Manque de soins spécifiques pour les populations vulnérables: La réglementation ne précise aucunement les conditions de détention et de traitement des populations souffrant de vulnérabilités particulières. Elles ne décrivent aucun mécanisme d’identification et de protection des réfugiés, des victimes de la traite des êtres humains, des apatrides ou des mineurs, pas plus qu’elles ne définissent de procédure pour empêcher le refoulement. La prestation de soins médicaux en CIE sera toujours dépendante du ministère de l’Intérieur et de contrats avec des fournisseurs privés, plutôt que de permettre aux services de santé publique espagnols d’examiner et de déterminer les soins médicaux proposés. En outre, rien n’est dit sur les conséquences de l’internement de personnes ayant des enfants à charge.

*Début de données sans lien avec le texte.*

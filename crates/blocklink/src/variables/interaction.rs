//! Interaction variables and their expansion.
//!
//! An interaction is built from its definition alone. Expansion is a separate
//! step run once the whole model is known: nested interactions are flattened
//! to atomic fields and categorical members fan out into one derived
//! interaction per combination of levels.

use indexmap::IndexMap;
use tracing::debug;

use crate::error::{BlockingError, Result};
use crate::render;

use super::definition::VariableDefinition;
use super::variable::Variable;

#[derive(Debug, Clone, PartialEq)]
pub struct InteractionVariable {
    pub name: String,
    /// Member names as configured.
    pub interactions: Vec<String>,
    /// Atomic member names; equal to `interactions` until expanded.
    pub interaction_fields: Vec<String>,
    pub has_missing: bool,
    /// Derived interactions, populated by expansion.
    pub higher_vars: Vec<InteractionVariable>,
    pub definition: VariableDefinition,
}

impl InteractionVariable {
    pub fn new(definition: &VariableDefinition) -> Result<Self> {
        let interactions = definition
            .interaction_variables
            .as_ref()
            .filter(|members| !members.is_empty())
            .cloned()
            .ok_or_else(|| {
                BlockingError::Configuration(format!(
                    "'interaction_variables' can not be empty for variable {} of type {}",
                    definition.name.as_deref().unwrap_or("<unnamed>"),
                    definition.variable_type
                ))
            })?;

        let name = definition
            .variable_name
            .clone()
            .unwrap_or_else(|| format!("(Interaction: {})", render::list(&interactions)));

        Ok(Self {
            name,
            interaction_fields: interactions.clone(),
            interactions,
            has_missing: definition.has_missing,
            higher_vars: Vec::new(),
            definition: definition.clone(),
        })
    }

    /// Flatten `names` into atomic field names, in traversal order.
    ///
    /// Unknown names are a lookup error; a name that re-enters its own
    /// expansion path is a cycle. Shared members are kept once per path.
    pub fn atomic_interactions(
        &self,
        names: &[String],
        model: &IndexMap<String, Variable>,
    ) -> Result<Vec<String>> {
        let mut path = vec![self.name.clone()];
        let mut atoms = Vec::new();
        flatten(names, model, &mut path, &mut atoms)?;
        Ok(atoms)
    }

    /// Flatten members, propagate `has_missing` and build the derived
    /// interactions.
    pub fn expand(&mut self, model: &IndexMap<String, Variable>) -> Result<()> {
        self.interaction_fields = self.atomic_interactions(&self.interactions, model)?;

        for field in &self.interaction_fields {
            if model.get(field).is_some_and(Variable::has_missing) {
                self.has_missing = true;
            }
        }

        self.categorical(model)
    }

    /// One derived interaction per combination of categorical levels.
    fn categorical(&mut self, model: &IndexMap<String, Variable>) -> Result<()> {
        let mut levels: Vec<Vec<String>> = Vec::new();
        let mut plain: Vec<String> = Vec::new();

        for field in &self.interaction_fields {
            match model.get(field).and_then(Variable::as_expandable) {
                Some(expandable) => levels.push(
                    expandable
                        .higher_vars()
                        .iter()
                        .map(|dummy| dummy.name.clone())
                        .collect(),
                ),
                None => plain.push(field.clone()),
            }
        }

        let mut higher_vars = Vec::new();
        for combo in cartesian_product(&levels) {
            let members: Vec<String> = combo.into_iter().chain(plain.iter().cloned()).collect();
            let definition = VariableDefinition {
                has_missing: self.has_missing,
                ..VariableDefinition::interaction(members)
            };
            higher_vars.push(InteractionVariable::new(&definition)?);
        }

        debug!(
            variable = %self.name,
            atoms = self.interaction_fields.len(),
            derived = higher_vars.len(),
            "expanded interaction"
        );
        self.higher_vars = higher_vars;
        Ok(())
    }
}

fn flatten(
    names: &[String],
    model: &IndexMap<String, Variable>,
    path: &mut Vec<String>,
    atoms: &mut Vec<String>,
) -> Result<()> {
    for name in names {
        let variable = model.get(name).ok_or_else(|| {
            BlockingError::Lookup(format!(
                "The interaction variable {} is not a named variable in the variable definition",
                name
            ))
        })?;

        match variable {
            Variable::Interaction(nested) => {
                if path.contains(name) {
                    let mut cycle = path.clone();
                    cycle.push(name.clone());
                    return Err(BlockingError::CyclicInteraction { path: cycle });
                }
                path.push(name.clone());
                flatten(&nested.interaction_fields, model, path, atoms)?;
                path.pop();
            }
            _ => atoms.push(name.clone()),
        }
    }
    Ok(())
}

/// Every combination taking one item from each list; one empty combination
/// when there are no lists.
fn cartesian_product(lists: &[Vec<String>]) -> Vec<Vec<String>> {
    lists.iter().fold(vec![Vec::new()], |combos, list| {
        combos
            .iter()
            .flat_map(|prefix| {
                list.iter().map(move |item| {
                    let mut combo = prefix.clone();
                    combo.push(item.clone());
                    combo
                })
            })
            .collect()
    })
}
//! Double Metaphone phonetic encoding.
//!
//! Produces a primary and a secondary code of at most four characters. The
//! secondary code is empty unless some rule offered an alternate
//! pronunciation.

const MAX_CODE_LEN: usize = 4;
const PADDING: usize = 5;

/// Encode a value into its (primary, secondary) Double Metaphone codes.
pub fn double_metaphone(value: &str) -> (String, String) {
    let mut encoder = Encoder::new(value);
    encoder.encode();
    encoder.finish()
}

struct Encoder {
    chars: Vec<char>,
    length: usize,
    last: usize,
    primary: String,
    secondary: String,
    alternate: bool,
    slavo_germanic: bool,
}
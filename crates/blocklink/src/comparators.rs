//! Pair comparators exposed by field variables.
//!
//! Every comparator maps two field values to a distance. When either value is
//! absent the result is NaN; the data model turns that into a zero feature
//! plus a "not missing" indicator.

use std::collections::{BTreeSet, HashMap};
use std::fmt;
use std::sync::Arc;

use crate::record::FieldValue;

/// Signature of a user-supplied comparator.
pub type ComparatorFn = Arc<dyn Fn(&FieldValue, &FieldValue) -> f64 + Send + Sync>;

/// Weights for the affine gap distance.
#[derive(Debug, Clone, Copy)]
pub struct AffineGapWeights {
    pub matching: f64,
    pub mismatch: f64,
    pub gap: f64,
    pub space: f64,
    /// Scale applied to gaps at the end of the shorter string.
    pub abbreviation_scale: f64,
}

impl Default for AffineGapWeights {
    fn default() -> Self {
        Self {
            matching: 1.0,
            mismatch: 11.0,
            gap: 10.0,
            space: 7.0,
            abbreviation_scale: 0.125,
        }
    }
}

/// Affine gap edit distance between two strings.
///
/// Trailing gaps are discounted so that abbreviations score close to the
/// full form.
pub fn affine_gap_distance(a: &str, b: &str, weights: &AffineGapWeights) -> f64 {
    let mut s1: Vec<char> = a.chars().collect();
    let mut s2: Vec<char> = b.chars().collect();

    if s1 == s2 && weights.matching <= weights.mismatch.min(weights.gap).min(weights.space) {
        return weights.matching * s1.len() as f64;
    }
    if s1.len() < s2.len() {
        std::mem::swap(&mut s1, &mut s2);
    }

    let len1 = s1.len();
    let len2 = s2.len();
    let scale = weights.abbreviation_scale;

    let mut deletion = vec![f64::INFINITY; len1 + 1];
    let mut current = vec![0.0; len1 + 1];
    let mut previous = vec![0.0; len1 + 1];

    for (i, slot) in current.iter_mut().enumerate().skip(1) {
        *slot = weights.gap + weights.space * i as f64;
    }

    for j in 1..=len2 {
        let ch2 = s2[j - 1];
        previous.copy_from_slice(&current);
        current[0] = weights.gap + weights.space * j as f64;
        let mut insertion = f64::INFINITY;

        for i in 1..=len1 {
            insertion = if j == len2 {
                insertion.min(current[i - 1] + weights.gap * scale) + weights.space * scale
            } else {
                insertion.min(current[i - 1] + weights.gap) + weights.space
            };

            deletion[i] = if i == len1 {
                deletion[i].min(previous[i] + weights.gap * scale) + weights.space * scale
            } else {
                deletion[i].min(previous[i] + weights.gap) + weights.space
            };

            let substitution = if s1[i - 1] == ch2 {
                previous[i - 1] + weights.matching
            } else {
                previous[i - 1] + weights.mismatch
            };

            current[i] = insertion.min(deletion[i]).min(substitution);
        }
    }

    current[len1]
}

/// Affine gap distance divided by the combined length; NaN for two empty strings.
pub fn normalized_affine_gap_distance(a: &str, b: &str) -> f64 {
    let normalizer = (a.chars().count() + b.chars().count()) as f64;
    if normalizer == 0.0 {
        return f64::NAN;
    }
    affine_gap_distance(a, b, &AffineGapWeights::default()) / normalizer
}

/// One minus the cosine similarity of the two token bags.
pub fn cosine_distance(a: &str, b: &str) -> f64 {
    fn bag(s: &str) -> HashMap<&str, f64> {
        let mut counts = HashMap::new();
        for token in s.split_whitespace() {
            *counts.entry(token).or_insert(0.0) += 1.0;
        }
        counts
    }

    let bag_a = bag(a);
    let bag_b = bag(b);
    let norm = |bag: &HashMap<&str, f64>| bag.values().map(|c| c * c).sum::<f64>().sqrt();
    let denominator = norm(&bag_a) * norm(&bag_b);
    if denominator == 0.0 {
        return f64::NAN;
    }

    let dot: f64 = bag_a
        .iter()
        .filter_map(|(token, count)| bag_b.get(token).map(|other| count * other))
        .sum();
    (1.0 - dot / denominator).max(0.0)
}

/// One minus the Jaccard index of two sets.
pub fn jaccard_distance(a: &BTreeSet<String>, b: &BTreeSet<String>) -> f64 {
    let union = a.union(b).count();
    if union == 0 {
        return f64::NAN;
    }
    let intersection = a.intersection(b).count();
    1.0 - intersection as f64 / union as f64
}

/// Absolute difference of base-10 logarithms; NaN unless both are positive.
pub fn price_distance(a: f64, b: f64) -> f64 {
    if a <= 0.0 || b <= 0.0 {
        return f64::NAN;
    }
    (a.log10() - b.log10()).abs()
}

const EARTH_RADIUS_KM: f64 = 6371.0088;

/// Great-circle distance in kilometres.
pub fn haversine_distance(a: (f64, f64), b: (f64, f64)) -> f64 {
    let (lat1, lng1) = (a.0.to_radians(), a.1.to_radians());
    let (lat2, lng2) = (b.0.to_radians(), b.1.to_radians());
    let dlat = lat2 - lat1;
    let dlng = lng2 - lng1;
    let h = (dlat / 2.0).sin().powi(2) + lat1.cos() * lat2.cos() * (dlng / 2.0).sin().powi(2);
    2.0 * EARTH_RADIUS_KM * h.sqrt().min(1.0).asin()
}

fn as_token_set(value: &FieldValue) -> Option<BTreeSet<String>> {
    match value {
        FieldValue::Set(s) => Some(s.clone()),
        FieldValue::Text(s) => Some(s.split_whitespace().map(str::to_string).collect()),
        _ => None,
    }
}

/// The comparator of a field variable.
#[derive(Clone)]
pub enum Comparator {
    AffineGap,
    Cosine,
    Jaccard,
    Price,
    Haversine,
    Exact,
    Custom { name: String, function: ComparatorFn },
}

impl Comparator {
    /// Identifier of the comparator.
    pub fn name(&self) -> &str {
        match self {
            Comparator::AffineGap => "affineGap",
            Comparator::Cosine => "cosine",
            Comparator::Jaccard => "jaccard",
            Comparator::Price => "price",
            Comparator::Haversine => "haversine",
            Comparator::Exact => "exact",
            Comparator::Custom { name, .. } => name,
        }
    }

    /// Distance between two field values.
    pub fn compare(&self, a: &FieldValue, b: &FieldValue) -> f64 {
        if !a.is_present() || !b.is_present() {
            return f64::NAN;
        }

        match self {
            Comparator::AffineGap => normalized_affine_gap_distance(&a.render(), &b.render()),
            Comparator::Cosine => cosine_distance(&a.render(), &b.render()),
            Comparator::Jaccard => match (as_token_set(a), as_token_set(b)) {
                (Some(x), Some(y)) => jaccard_distance(&x, &y),
                _ => f64::NAN,
            },
            Comparator::Price => match (a, b) {
                (FieldValue::Number(x), FieldValue::Number(y)) => price_distance(*x, *y),
                _ => f64::NAN,
            },
            Comparator::Haversine => match (a, b) {
                (FieldValue::LatLong(x1, y1), FieldValue::LatLong(x2, y2)) => {
                    haversine_distance((*x1, *y1), (*x2, *y2))
                }
                _ => f64::NAN,
            },
            Comparator::Exact => {
                if a == b {
                    1.0
                } else {
                    0.0
                }
            }
            Comparator::Custom { function, .. } => function(a, b),
        }
    }
}

impl fmt::Debug for Comparator {
    fn fmt(&self, f: &mut fmt::Formatter<'_>) -> fmt::Result {
        write!(f, "Comparator({})", self.name())
    }
}

/// Named comparators available to `Custom` variables.
#[derive(Clone, Default)]
pub struct ComparatorRegistry {
    comparators: HashMap<String, ComparatorFn>,
}

impl ComparatorRegistry {
    /// An empty registry.
    pub fn new() -> Self {
        Self::default()
    }

    /// A registry pre-populated with the built-in distances under their names.
    pub fn with_builtins() -> Self {
        let mut registry = Self::new();
        for builtin in [
            Comparator::AffineGap,
            Comparator::Cosine,
            Comparator::Jaccard,
            Comparator::Price,
            Comparator::Haversine,
            Comparator::Exact,
        ] {
            let name = builtin.name().to_string();
            registry.comparators.insert(
                name,
                Arc::new(move |a: &FieldValue, b: &FieldValue| builtin.compare(a, b)),
            );
        }
        registry
    }

    /// Register a comparator under `name`, replacing any previous one.
    pub fn register<F>(&mut self, name: impl Into<String>, function: F) -> &mut Self
    where
        F: Fn(&FieldValue, &FieldValue) -> f64 + Send + Sync + 'static,
    {
        self.comparators.insert(name.into(), Arc::new(function));
        self
    }

    /// Resolve a comparator by name.
    pub fn get(&self, name: &str) -> Option<Comparator> {
        self.comparators.get(name).map(|function| Comparator::Custom {
            name: name.to_string(),
            function: Arc::clone(function),
        })
    }

    /// Registered names, sorted.
    pub fn names(&self) -> Vec<&str> {
        let mut names: Vec<&str> = self.comparators.keys().map(String::as_str).collect();
        names.sort_unstable();
        names
    }
}

impl fmt::Debug for ComparatorRegistry {
    fn fmt(&self, f: &mut fmt::Formatter<'_>) -> fmt::Result {
        f.debug_struct("ComparatorRegistry")
            .field("comparators", &self.names())
            .finish()
    }
}

/// One-hot comparison of categorical values.
///
/// Every unordered pair of categories gets one slot: same-category pairs in
/// category order, then the cross pairs. The first slot is the baseline and
/// is dropped from the output vector.
#[derive(Debug, Clone, PartialEq)]
pub struct CategoricalComparator {
    categories: Vec<String>,
    pairs: Vec<(String, String)>,
}

impl CategoricalComparator {
    pub fn new<I, S>(categories: I) -> Self
    where
        I: IntoIterator<Item = S>,
        S: Into<String>,
    {
        let categories: Vec<String> = categories.into_iter().map(Into::into).collect();
        let mut pairs: Vec<(String, String)> =
            categories.iter().map(|c| (c.clone(), c.clone())).collect();
        for (i, first) in categories.iter().enumerate() {
            for second in &categories[i + 1..] {
                pairs.push((first.clone(), second.clone()));
            }
        }
        Self { categories, pairs }
    }

    pub fn categories(&self) -> &[String] {
        &self.categories
    }

    /// Length of the comparison vector.
    pub fn dimension(&self) -> usize {
        self.pairs.len().saturating_sub(1)
    }

    /// Display names of the non-baseline pairs, e.g. `('a', 'b')`.
    pub fn dummy_names(&self) -> Vec<String> {
        self.pairs
            .iter()
            .skip(1)
            .map(|(a, b)| {
                format!(
                    "({}, {})",
                    crate::render::quoted(a),
                    crate::render::quoted(b)
                )
            })
            .collect()
    }

    /// One-hot vector for the pair; NaN everywhere for unknown categories.
    pub fn compare(&self, a: &str, b: &str) -> Vec<f64> {
        let position = self
            .pairs
            .iter()
            .position(|(x, y)| (x == a && y == b) || (x == b && y == a));

        match position {
            Some(slot) => {
                let mut vector = vec![0.0; self.dimension()];
                if slot > 0 {
                    vector[slot - 1] = 1.0;
                }
                vector
            }
            None => vec![f64::NAN; self.dimension()],
        }
    }
}

#[cfg(test)]
mod tests {
    use super::*;

    fn approx(a: f64, b: f64) -> bool {
        (a - b).abs() < 1e-9
    }

    #[test]
    fn test_affine_gap_identical() {
        let weights = AffineGapWeights::default();
        assert_eq!(affine_gap_distance("abc", "abc", &weights), 3.0);
        assert!(approx(normalized_affine_gap_distance("abc", "abc"), 0.5));
    }

    #[test]
    fn test_affine_gap_orders_similarity() {
        let close = normalized_affine_gap_distance("donald", "donalt");
        let far = normalized_affine_gap_distance("donald", "goofy");
        assert!(close < far);

        // Symmetric
        let ab = normalized_affine_gap_distance("chicago", "chgo");
        let ba = normalized_affine_gap_distance("chgo", "chicago");
        assert!(approx(ab, ba));
        assert!(normalized_affine_gap_distance("", "").is_nan());
    }

    #[test]
    fn test_cosine_and_jaccard() {
        assert!(approx(cosine_distance("a b", "a b"), 0.0));
        assert!(approx(cosine_distance("a", "b"), 1.0));

        let x: BTreeSet<String> = ["a", "b"].iter().map(|s| s.to_string()).collect();
        let y: BTreeSet<String> = ["b", "c"].iter().map(|s| s.to_string()).collect();
        assert!(approx(jaccard_distance(&x, &y), 1.0 - 1.0 / 3.0));
    }

    #[test]
    fn test_price_and_haversine() {
        assert!(approx(price_distance(10.0, 1000.0), 2.0));
        assert!(price_distance(0.0, 5.0).is_nan());

        assert!(approx(haversine_distance((1.0, 2.0), (1.0, 2.0)), 0.0));
        let d = haversine_distance((0.0, 0.0), (0.0, 1.0));
        assert!((d - 111.19).abs() < 0.1);
    }

    #[test]
    fn test_comparator_missing_is_nan() {
        let c = Comparator::Exact;
        assert!(c.compare(&FieldValue::Missing, &FieldValue::text("a")).is_nan());
        assert_eq!(c.compare(&FieldValue::text("a"), &FieldValue::text("a")), 1.0);
        assert_eq!(c.compare(&FieldValue::text("a"), &FieldValue::text("b")), 0.0);
    }

    #[test]
    fn test_registry() {
        let mut registry = ComparatorRegistry::with_builtins();
        registry.register("len_diff", |a: &FieldValue, b: &FieldValue| {
            (a.render().len() as f64 - b.render().len() as f64).abs()
        });

        let custom = registry.get("len_diff").unwrap();
        assert_eq!(custom.name(), "len_diff");
        assert_eq!(
            custom.compare(&FieldValue::text("abc"), &FieldValue::text("a")),
            2.0
        );
        assert!(registry.get("jaccard").is_some());
        assert!(registry.get("nope").is_none());
    }

    #[test]
    fn test_categorical_vector() {
        let c = CategoricalComparator::new(["a", "b", "c"]);
        // aa, bb, cc, ab, ac, bc with aa as baseline
        assert_eq!(c.dimension(), 5);
        assert_eq!(c.compare("a", "a"), vec![0.0; 5]);
        assert_eq!(c.compare("b", "b"), vec![1.0, 0.0, 0.0, 0.0, 0.0]);
        assert_eq!(c.compare("c", "a"), vec![0.0, 0.0, 0.0, 1.0, 0.0]);
        assert!(c.compare("a", "z").iter().all(|v| v.is_nan()));
        assert_eq!(c.dummy_names()[0], "('b', 'b')");
    }
}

Restrictions de l’accès par des organisations externes: Le projet de réglementation aborde la possibilité d’accès aux CIE par des organisations autres que les sous-traitants pour fournir des services mais, dans certains centres, sous des conditions plus restrictives que celles actuellement en place:

  • Le projet de réglementation prévoit que les ONG «pourraient être autorisées» à visiter les lieux mais sans expliquer les critères d’autorisation, ce qui laisse à penser que toute autorisation se fera à la discrétion du directeur.

 

  • Une autorisation sera accordée «pour interviewer les détenus qui auront déposé une demande»; en d’autres mots, les ONG ne pourront pas interroger de personne qui n’en aura pas fait la demande préalable.

 

  • La permission du directeur doit être sollicitée pour chaque visite et le but de la visite doit également lui être communiqué. Pour les ONG qui se rendent régulièrement dans les CIE, une procédure d’accréditation générale des visites semblerait plus logique.

 

Pour les raisons susmentionnées, le projet de réglementation des CIE espagnols doit faire l’objet d’une révision complète avant d’être approuvé, comme le prévoit le processus, d’ici la fin 2013.

 

Cristina Manzanedo cmanzanedo@pueblosunidos.org travaille comme avocate avec Pueblos Unidos – Servicio Jesuita a Migrantes, à Madrid, en Espagne. www.pueblosunidos.org



[1] Cette évaluation a été menée conjointement par les membres de la campagne «Que el derecho no se detenga a la puerta de los CIE», impliquant environ 20 organisations et réseaux basés en Espagne. http://tinyurl.com/a-la-puerta-de-los-CIE

[2] La tribunal de supervision du CIE de Madrid a demandé un préavis écrit de 12 heures minimum, et celui de Las Palmas de 24 heures. Cette bonne pratique devrait être élargie à tous les CIE dans le cadre des nouvelles réglementations.